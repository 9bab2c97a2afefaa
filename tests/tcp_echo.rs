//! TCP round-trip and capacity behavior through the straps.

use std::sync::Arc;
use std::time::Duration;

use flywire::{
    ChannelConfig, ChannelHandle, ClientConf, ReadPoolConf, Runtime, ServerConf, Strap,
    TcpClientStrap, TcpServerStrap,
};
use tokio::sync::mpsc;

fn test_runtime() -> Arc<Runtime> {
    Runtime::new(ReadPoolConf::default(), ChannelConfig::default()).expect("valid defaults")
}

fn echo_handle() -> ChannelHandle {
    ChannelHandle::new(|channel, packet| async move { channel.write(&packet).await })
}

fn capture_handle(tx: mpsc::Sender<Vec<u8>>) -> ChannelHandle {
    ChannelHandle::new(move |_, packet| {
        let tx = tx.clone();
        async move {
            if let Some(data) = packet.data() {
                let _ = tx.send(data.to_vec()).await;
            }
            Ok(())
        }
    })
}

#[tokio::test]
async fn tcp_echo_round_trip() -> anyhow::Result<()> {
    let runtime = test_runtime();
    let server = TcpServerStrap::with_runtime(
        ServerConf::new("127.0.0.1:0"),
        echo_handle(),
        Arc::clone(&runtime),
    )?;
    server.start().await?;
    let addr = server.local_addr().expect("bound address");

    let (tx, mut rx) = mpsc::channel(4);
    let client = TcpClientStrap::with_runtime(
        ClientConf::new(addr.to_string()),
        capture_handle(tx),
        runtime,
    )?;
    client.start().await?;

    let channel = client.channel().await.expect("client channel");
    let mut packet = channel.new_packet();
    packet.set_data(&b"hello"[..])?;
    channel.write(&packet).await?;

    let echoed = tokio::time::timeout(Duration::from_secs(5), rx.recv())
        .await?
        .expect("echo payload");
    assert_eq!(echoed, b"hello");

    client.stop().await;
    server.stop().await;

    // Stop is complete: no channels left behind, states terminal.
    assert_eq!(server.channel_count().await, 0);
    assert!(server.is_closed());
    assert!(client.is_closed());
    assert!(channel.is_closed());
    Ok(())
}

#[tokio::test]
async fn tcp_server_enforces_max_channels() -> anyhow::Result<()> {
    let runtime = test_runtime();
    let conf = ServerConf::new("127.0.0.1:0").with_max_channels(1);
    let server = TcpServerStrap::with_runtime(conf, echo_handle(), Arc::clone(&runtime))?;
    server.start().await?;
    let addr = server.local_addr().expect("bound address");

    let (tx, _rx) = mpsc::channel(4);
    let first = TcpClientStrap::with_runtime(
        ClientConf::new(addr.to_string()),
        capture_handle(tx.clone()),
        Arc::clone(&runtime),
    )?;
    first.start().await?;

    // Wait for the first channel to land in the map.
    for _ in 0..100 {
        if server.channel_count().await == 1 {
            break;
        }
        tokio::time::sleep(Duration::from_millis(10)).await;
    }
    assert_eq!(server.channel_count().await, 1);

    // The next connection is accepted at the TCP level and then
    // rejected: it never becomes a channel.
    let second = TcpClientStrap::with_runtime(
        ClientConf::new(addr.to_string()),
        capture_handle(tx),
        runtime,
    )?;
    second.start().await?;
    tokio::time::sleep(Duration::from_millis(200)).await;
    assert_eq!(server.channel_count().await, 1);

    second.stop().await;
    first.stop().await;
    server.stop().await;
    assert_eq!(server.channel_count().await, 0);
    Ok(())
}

# [What you will do]
All lines with the word "sleep" must be located in the data and copied.

# [Reply]
        tokio::time::sleep(Duration::from_millis(10)).await;
    tokio::time::sleep(Duration::from_millis(200)).await;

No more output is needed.